Coronal slices of hippocampus (300 µm) were cut in solution comprising (mM): 87 NaCl, 25 NaHCO3, 2.5 KCl, 1.25 NaH2PO4, 25 d-glucose, 75 sucrose, 7 MgCl2, and 0.5 CaCl2 saturated with 95% O2 and 5% CO2. Slices were incubated at ∼34°C for 30 min and subsequently stored at room temperature in artificial cerebrospinal fluid (aCSF) comprising (mM): 126 NaCl, 2.5 KCl, 1.3 MgCl2, 10 d-glucose, 2.4 CaCl2, 1.24 NaH2PO4, and 26 NaHCO3 saturated with 95% O2 and 5% CO2. All other slice procedures were exactly as described previously (Shigetomi et al., 2008). All our imaging was performed using commercially available off-the-shelf and standard confocal microscopes. In brief, cells were mostly imaged using a confocal microscope (Fluoview 300; Olympus) with a 40× water-immersion objective lens with a numerical aperture of 0.8, and a few cells were imaged with a confocal microscope (Fluoview 1000; Olympus) using the same lens. We used the 488-nm line of an Argon laser, with the intensity adjusted to 0.5–5% of the maximum output, which was 16.9 mW in the case of the Fluoview 300 and 10 mW in the case of the Fluoview 1000. The emitted light pathway consisted of an emission high pass filter (>510 nm) before the photomultiplier tube. These settings were chosen based on the known properties of Fluo-4 and GCaMP3 fluorophores (Table 1) (Haugland and Johnson, 1999; Tian et al., 2009). Astrocytes were selected from the CA1 stratum radiatum region and were typically 20–40 µm from the slice surface. For Fluo-4 measurements, we incubated slices with 5 µM Fluo-4AM (Invitrogen) and 0.05% Pluronic F–127 20% solution in DMSO (Invitrogen) in aCSF for 60 min, and then transferred them to dye-free aCSF for at least 30 min before experimentation to allow for cleavage of the AM ester group. For the experiments shown in Fig. 5, we dropped 4 µl Fluo-4AM (2 mM) onto the hippocampal slices. The final concentration of Fluo4-AM is 8 µM with 0.02% Pluronic F–127. For these experiments, the light emission pathway consisted of a dichroic mirror (SDM560) and an emission filter (505–525 nm) to image Fluo-4. tdTomato was excited by the 543-nm laser line of the HeNeG laser at 20% of the maximum output (1 mW). The emitted light pathway consisted of a dichroic mirror (SDM560) and an emission filter (560–600 nm).

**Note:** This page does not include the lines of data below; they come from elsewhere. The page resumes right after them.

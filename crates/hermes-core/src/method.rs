//! Method identity and declarative policy tags.
//!
//! A service registers each exposed method together with the tags that select
//! the pipeline behaviors applying to it: [`Timed`], [`Metered`],
//! [`ExceptionMetered`] and [`UnitOfWork`]. Tags are plain values attached
//! at registration time, so nothing is discovered by introspection at runtime.

use serde::{Deserialize, Serialize};
use std::any::type_name;
use std::error::Error as StdError;
use std::fmt;

/// Suffix appended to synthesized exception meter names.
pub const EXCEPTIONS_SUFFIX: &str = "exceptions";

/// Identity of a service method: its name plus its parameter shape.
///
/// Two overloads with the same name but different parameter types are
/// distinct identities and resolve to distinct policies.
///
/// # Example
///
/// ```
/// use hermes_core::MethodIdentity;
///
/// let id = MethodIdentity::new("echo").param::<String>();
/// assert_eq!(id.name(), "echo");
/// assert_eq!(id.params().len(), 1);
/// assert!(id.to_string().starts_with("echo("));
/// ```
#[derive(Debug, Clone, PartialEq, Eq, Hash)]
pub struct MethodIdentity {
    name: String,
    params: Vec<&'static str>,
}

impl MethodIdentity {
    /// Creates an identity for a method with no parameters.
    #[must_use]
    pub fn new(name: impl Into<String>) -> Self {
        Self {
            name: name.into(),
            params: Vec::new(),
        }
    }

    /// Creates an identity from a name and parameter type names.
    #[must_use]
    pub fn with_params(name: impl Into<String>, params: Vec<&'static str>) -> Self {
        Self {
            name: name.into(),
            params,
        }
    }

    /// Appends a parameter of type `T`.
    #[must_use]
    pub fn param<T: ?Sized>(mut self) -> Self {
        self.params.push(type_name::<T>());
        self
    }

    /// Returns the method name.
    #[must_use]
    pub fn name(&self) -> &str {
        &self.name
    }

    /// Returns the parameter type names.
    #[must_use]
    pub fn params(&self) -> &[&'static str] {
        &self.params
    }
}

impl fmt::Display for MethodIdentity {
    fn fmt(&self, f: &mut fmt::Formatter<'_>) -> fmt::Result {
        write!(f, "{}({})", self.name, self.params.join(", "))
    }
}

/// Joins metric name segments with `.`, skipping empty ones.
#[must_use]
pub fn metric_name(segments: &[&str]) -> String {
    segments
        .iter()
        .filter(|s| !s.is_empty())
        .copied()
        .collect::<Vec<_>>()
        .join(".")
}

/// Resolves the metric name for a tag.
///
/// An explicit absolute name is used verbatim; an explicit relative name is
/// prefixed with the declaring type; otherwise the name is
/// `<declaring type>.<method>[.<suffix>]`.
#[must_use]
pub fn choose_metric_name(
    explicit: Option<&str>,
    absolute: bool,
    declaring_type: &str,
    method: &str,
    suffix: &str,
) -> String {
    match explicit.filter(|n| !n.is_empty()) {
        Some(name) if absolute => name.to_string(),
        Some(name) => metric_name(&[declaring_type, name]),
        None => metric_name(&[declaring_type, method, suffix]),
    }
}

/// Marks a method whose calls are timed.
#[derive(Debug, Clone, Default, PartialEq, Eq)]
pub struct Timed {
    /// Explicit metric name.
    pub name: Option<String>,
    /// Use `name` verbatim instead of prefixing the declaring type.
    pub absolute: bool,
}

impl Timed {
    /// Tag with a synthesized name.
    #[must_use]
    pub fn new() -> Self {
        Self::default()
    }

    /// Tag with an explicit name, relative to the declaring type.
    #[must_use]
    pub fn named(name: impl Into<String>) -> Self {
        Self {
            name: Some(name.into()),
            absolute: false,
        }
    }

    /// Tag with an explicit absolute name.
    #[must_use]
    pub fn absolute(name: impl Into<String>) -> Self {
        Self {
            name: Some(name.into()),
            absolute: true,
        }
    }
}

/// Marks a method whose call rate is metered.
#[derive(Debug, Clone, Default, PartialEq, Eq)]
pub struct Metered {
    /// Explicit metric name.
    pub name: Option<String>,
    /// Use `name` verbatim instead of prefixing the declaring type.
    pub absolute: bool,
}

impl Metered {
    /// Tag with a synthesized name.
    #[must_use]
    pub fn new() -> Self {
        Self::default()
    }

    /// Tag with an explicit name, relative to the declaring type.
    #[must_use]
    pub fn named(name: impl Into<String>) -> Self {
        Self {
            name: Some(name.into()),
            absolute: false,
        }
    }

    /// Tag with an explicit absolute name.
    #[must_use]
    pub fn absolute(name: impl Into<String>) -> Self {
        Self {
            name: Some(name.into()),
            absolute: true,
        }
    }
}

/// Marks a method whose failures are metered.
#[derive(Debug, Clone, Default, PartialEq, Eq)]
pub struct ExceptionMetered {
    /// Explicit metric name.
    pub name: Option<String>,
    /// Use `name` verbatim instead of prefixing the declaring type.
    pub absolute: bool,
    /// Which failures are counted.
    pub cause: ErrorMatcher,
}

impl ExceptionMetered {
    /// Tag counting every failure under a synthesized name.
    #[must_use]
    pub fn new() -> Self {
        Self::default()
    }

    /// Tag counting failures where the error or its cause is an `E`.
    #[must_use]
    pub fn of<E: StdError + 'static>() -> Self {
        Self {
            cause: ErrorMatcher::of::<E>(),
            ..Self::default()
        }
    }

    /// Sets an explicit name, relative to the declaring type.
    #[must_use]
    pub fn named(mut self, name: impl Into<String>) -> Self {
        self.name = Some(name.into());
        self.absolute = false;
        self
    }

    /// Sets an explicit absolute name.
    #[must_use]
    pub fn absolute(mut self, name: impl Into<String>) -> Self {
        self.name = Some(name.into());
        self.absolute = true;
        self
    }
}

/// Selects which errors an exception meter counts.
///
/// Matching is by concrete type via downcasting. [`ErrorMatcher::any`]
/// counts every error.
#[derive(Clone, Copy)]
pub struct ErrorMatcher {
    type_name: &'static str,
    matcher: fn(&(dyn StdError + 'static)) -> bool,
}

fn is_error_of<E: StdError + 'static>(error: &(dyn StdError + 'static)) -> bool {
    error.is::<E>()
}

fn is_any_error(_: &(dyn StdError + 'static)) -> bool {
    true
}

impl ErrorMatcher {
    /// Matches errors of concrete type `E`.
    #[must_use]
    pub fn of<E: StdError + 'static>() -> Self {
        Self {
            type_name: type_name::<E>(),
            matcher: is_error_of::<E>,
        }
    }

    /// Matches every error.
    #[must_use]
    pub fn any() -> Self {
        Self {
            type_name: "any",
            matcher: is_any_error,
        }
    }

    /// Returns the matched type name, or `any`.
    #[must_use]
    pub const fn type_name(&self) -> &'static str {
        self.type_name
    }

    /// Returns `true` if `error` itself matches.
    #[must_use]
    pub fn matches(&self, error: &(dyn StdError + 'static)) -> bool {
        (self.matcher)(error)
    }

    /// Returns `true` if `error` or its immediate cause matches.
    #[must_use]
    pub fn matches_error_or_cause(&self, error: &(dyn StdError + 'static)) -> bool {
        self.matches(error) || error.source().is_some_and(|cause| self.matches(cause))
    }
}

impl Default for ErrorMatcher {
    fn default() -> Self {
        Self::any()
    }
}

impl PartialEq for ErrorMatcher {
    fn eq(&self, other: &Self) -> bool {
        self.type_name == other.type_name
    }
}

impl Eq for ErrorMatcher {}

impl fmt::Debug for ErrorMatcher {
    fn fmt(&self, f: &mut fmt::Formatter<'_>) -> fmt::Result {
        f.debug_tuple("ErrorMatcher").field(&self.type_name).finish()
    }
}

/// How a session interacts with its second-level cache.
#[derive(Debug, Clone, Copy, Default, PartialEq, Eq, Hash, Serialize, Deserialize)]
#[serde(rename_all = "snake_case")]
pub enum CacheMode {
    /// Read from and write to the cache.
    #[default]
    Normal,
    /// Bypass the cache entirely.
    Ignore,
    /// Read from the cache only.
    Get,
    /// Write to the cache only.
    Put,
    /// Write to the cache, refreshing existing entries.
    Refresh,
}

/// When a session flushes pending changes.
#[derive(Debug, Clone, Copy, Default, PartialEq, Eq, Hash, Serialize, Deserialize)]
#[serde(rename_all = "snake_case")]
pub enum FlushMode {
    /// Only on explicit flush.
    Manual,
    /// On commit.
    Commit,
    /// Before queries and on commit.
    #[default]
    Auto,
    /// Before every query.
    Always,
}

/// Configuration for one unit of work.
///
/// # Example
///
/// ```
/// use hermes_core::{FlushMode, TxOptions};
///
/// let opts = TxOptions::default().read_only(true).flush_mode(FlushMode::Manual);
/// assert!(opts.transactional);
/// assert!(opts.read_only);
/// ```
#[derive(Debug, Clone, Copy, PartialEq, Eq, Hash, Serialize, Deserialize)]
pub struct TxOptions {
    /// Begin a transaction around the call.
    pub transactional: bool,
    /// Open the session read-only.
    pub read_only: bool,
    /// Cache interaction.
    pub cache_mode: CacheMode,
    /// Flush behavior.
    pub flush_mode: FlushMode,
}

/// Marks a method that runs inside a unit of work.
pub type UnitOfWork = TxOptions;

impl Default for TxOptions {
    fn default() -> Self {
        Self {
            transactional: true,
            read_only: false,
            cache_mode: CacheMode::Normal,
            flush_mode: FlushMode::Auto,
        }
    }
}

impl TxOptions {
    /// Sets whether a transaction is begun.
    #[must_use]
    pub const fn transactional(mut self, transactional: bool) -> Self {
        self.transactional = transactional;
        self
    }

    /// Sets the read-only flag.
    #[must_use]
    pub const fn read_only(mut self, read_only: bool) -> Self {
        self.read_only = read_only;
        self
    }

    /// Sets the cache mode.
    #[must_use]
    pub const fn cache_mode(mut self, cache_mode: CacheMode) -> Self {
        self.cache_mode = cache_mode;
        self
    }

    /// Sets the flush mode.
    #[must_use]
    pub const fn flush_mode(mut self, flush_mode: FlushMode) -> Self {
        self.flush_mode = flush_mode;
        self
    }
}

#[cfg(test)]
mod tests {
    use super::*;
    use proptest::prelude::*;
    use std::collections::HashSet;
    use thiserror::Error;

    #[derive(Debug, Error)]
    #[error("inner")]
    struct Inner;

    #[derive(Debug, Error)]
    #[error("outer")]
    struct Outer(#[source] Inner);

    #[derive(Debug, Error)]
    #[error("unrelated")]
    struct Unrelated;

    #[test]
    fn test_overloads_are_distinct() {
        let a = MethodIdentity::new("getPerson").param::<i64>();
        let b = MethodIdentity::new("getPerson").param::<String>();
        let c = MethodIdentity::new("getPerson").param::<i64>();
        assert_ne!(a, b);
        assert_eq!(a, c);

        let set: HashSet<_> = [a, b, c].into_iter().collect();
        assert_eq!(set.len(), 2);
    }

    #[test]
    fn test_identity_display() {
        let id = MethodIdentity::with_params("sum", vec!["i32", "i32"]);
        assert_eq!(id.to_string(), "sum(i32, i32)");
        assert_eq!(MethodIdentity::new("ping").to_string(), "ping()");
    }

    #[test]
    fn test_choose_metric_name() {
        let ty = "com.example.Svc";
        assert_eq!(choose_metric_name(None, false, ty, "echo", ""), "com.example.Svc.echo");
        assert_eq!(
            choose_metric_name(None, false, ty, "echo", EXCEPTIONS_SUFFIX),
            "com.example.Svc.echo.exceptions"
        );
        assert_eq!(
            choose_metric_name(Some("calls"), false, ty, "echo", ""),
            "com.example.Svc.calls"
        );
        assert_eq!(choose_metric_name(Some("calls"), true, ty, "echo", ""), "calls");
        assert_eq!(
            choose_metric_name(Some(""), true, ty, "echo", ""),
            "com.example.Svc.echo"
        );
    }

    #[test]
    fn test_error_matcher_direct_and_cause() {
        let matcher = ErrorMatcher::of::<Inner>();
        assert!(matcher.matches_error_or_cause(&Inner));
        assert!(matcher.matches_error_or_cause(&Outer(Inner)));
        assert!(!matcher.matches(&Outer(Inner)));
        assert!(!matcher.matches_error_or_cause(&Unrelated));
    }

    #[test]
    fn test_error_matcher_any() {
        let matcher = ErrorMatcher::default();
        assert_eq!(matcher.type_name(), "any");
        assert!(matcher.matches(&Unrelated));
    }

    #[test]
    fn test_tx_options_defaults() {
        let opts = UnitOfWork::default();
        assert!(opts.transactional);
        assert!(!opts.read_only);
        assert_eq!(opts.cache_mode, CacheMode::Normal);
        assert_eq!(opts.flush_mode, FlushMode::Auto);

        let opts = opts.transactional(false).cache_mode(CacheMode::Ignore);
        assert!(!opts.transactional);
        assert_eq!(opts.cache_mode, CacheMode::Ignore);
    }

    #[test]
    fn test_exception_metered_builders() {
        let tag = ExceptionMetered::of::<Inner>().absolute("failures");
        assert_eq!(tag.name.as_deref(), Some("failures"));
        assert!(tag.absolute);
        assert_eq!(tag.cause, ErrorMatcher::of::<Inner>());
    }

    proptest! {
        #[test]
        fn prop_metric_name_has_no_empty_segments(
            segments in proptest::collection::vec("[a-z]{0,6}", 0..6)
        ) {
            let refs: Vec<&str> = segments.iter().map(String::as_str).collect();
            let name = metric_name(&refs);
            prop_assert!(!name.starts_with('.'));
            prop_assert!(!name.ends_with('.'));
            prop_assert!(!name.contains(".."));
        }

        #[test]
        fn prop_absolute_names_are_verbatim(name in "[a-z][a-z.]{0,12}") {
            prop_assert_eq!(
                choose_metric_name(Some(&name), true, "Svc", "m", EXCEPTIONS_SUFFIX),
                name.clone()
            );
        }
    }
}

Immunohistochemistry (IHC)

After the confocal imaging experiments, brain slices were postfixed in 4% paraformaldehyde overnight at 4°C. The slices were then washed three times with PBS, permeablized with 0.5% Triton X-100 (45 min at 4°C), and treated with 10% normal goat serum (2 h at 4°C). Slices were then incubated with primary antibodies for 48 h at 4°C. Primary antibodies used were rabbit anti-GFP (1:1,000; Invitrogen), chicken anti-GFP (1:1,000; Invitrogen), chicken anti–glial fibrillary acidic protein (GFAP; 1:500; Abcam), rabbit anti-NG2 (1:1,000; EMD Millipore), rabbit anti–aquaporin 4 (AQP4; 1:200; EMD Millipore), and rabbit anti-Iba1 (1:1,000; Wako Chemicals USA). The anti-GFP antibodies were used to label GCaMP3. After being washed with PBS three times, slices were incubated with Alexa Fluor 488 or Alexa Fluor 546–conjugated secondary antibodies (1:800; Invitrogen) for 3 h at 21–25°C. Slices were washed three times with PBS before being mounted on glass coverslips. Images were taken on a confocal microscope (Fluoview 300; Olympus) with a 40× oil-immersion lens with a numerical aperture of 1.3. Alexa Fluor 488 and Alexa Fluor 546 were excited by the 488-nm line of an Argon laser and the 543-nm line of a HeNeG laser, respectively. We used 10% of the maximum output of an Argon laser (16.9 mW) and 50% of the maximum output of a HeNeG laser (5 mW). The emitted light pathway consisted of a dichroic mirror (SDM560) and an emission filter (505–525 nm for Alexa Fluor 488 and 560–600 nm for Alexa Fluor 546).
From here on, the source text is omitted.